Saved data entries:
===============
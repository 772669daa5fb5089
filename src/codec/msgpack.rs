//! MsgPack codec for typed method arguments and results.
//!
//! Structs are written as maps (`to_vec_named`) so field order does not have
//! to match between the submitter and the worker.
//!
//! # Example
//!
//! ```
//! use armonik_worker::codec::MsgPackCodec;
//! use serde::{Deserialize, Serialize};
//!
//! #[derive(Serialize, Deserialize, PartialEq, Debug)]
//! struct AddInts {
//!     a: i32,
//!     b: i32,
//! }
//!
//! let args = AddInts { a: 2, b: 3 };
//! let encoded = MsgPackCodec::encode(&args).unwrap();
//! let decoded: AddInts = MsgPackCodec::decode(&encoded).unwrap();
//! assert_eq!(decoded, args);
//! ```

use crate::error::Result;

/// MessagePack codec for structured data.
pub struct MsgPackCodec;

impl MsgPackCodec {
    /// Encode a value to MsgPack bytes (structs as maps).
    ///
    /// # Errors
    ///
    /// Returns `MsgPackEncode` if the value cannot be serialized.
    #[inline]
    pub fn encode<T: serde::Serialize>(value: &T) -> Result<Vec<u8>> {
        Ok(rmp_serde::to_vec_named(value)?)
    }

    /// Decode MsgPack bytes to a value.
    ///
    /// # Errors
    ///
    /// Returns `MsgPackDecode` if the bytes cannot be deserialized to `T`.
    #[inline]
    pub fn decode<T: serde::de::DeserializeOwned>(bytes: &[u8]) -> Result<T> {
        Ok(rmp_serde::from_slice(bytes)?)
    }
}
===============
■ **Assignment**: Output every entry exactly as it appears.

■ **Expected answer**:
repository 772669daa5fb5089
filename src/codec/msgpack.rs
//! MsgPack codec for typed method arguments and results.
//!
//! Structs are written as maps (`to_vec_named`) so field order does not have
//! to match between the submitter and the worker.
//!
//! # Example
//!
//! ```
//! use armonik_worker::codec::MsgPackCodec;
//! use serde::{Deserialize, Serialize};
//!
//! #[derive(Serialize, Deserialize, PartialEq, Debug)]
//! struct AddInts {
//!     a: i32,
//!     b: i32,
//! }
//!
//! let args = AddInts { a: 2, b: 3 };
//! let encoded = MsgPackCodec::encode(&args).unwrap();
//! let decoded: AddInts = MsgPackCodec::decode(&encoded).unwrap();
//! assert_eq!(decoded, args);
//! ```

use crate::error::Result;

/// MessagePack codec for structured data.
pub struct MsgPackCodec;

impl MsgPackCodec {
    /// Encode a value to MsgPack bytes (structs as maps).
    ///
    /// # Errors
    ///
    /// Returns `MsgPackEncode` if the value cannot be serialized.
    #[inline]
    pub fn encode<T: serde::Serialize>(value: &T) -> Result<Vec<u8>> {
        Ok(rmp_serde::to_vec_named(value)?)
    }

    /// Decode MsgPack bytes to a value.
    ///
    /// # Errors
    ///
    /// Returns `MsgPackDecode` if the bytes cannot be deserialized to `T`.
    #[inline]
    pub fn decode<T: serde::de::DeserializeOwned>(bytes: &[u8]) -> Result<T> {
        Ok(rmp_serde::from_slice(bytes)?)
    }
}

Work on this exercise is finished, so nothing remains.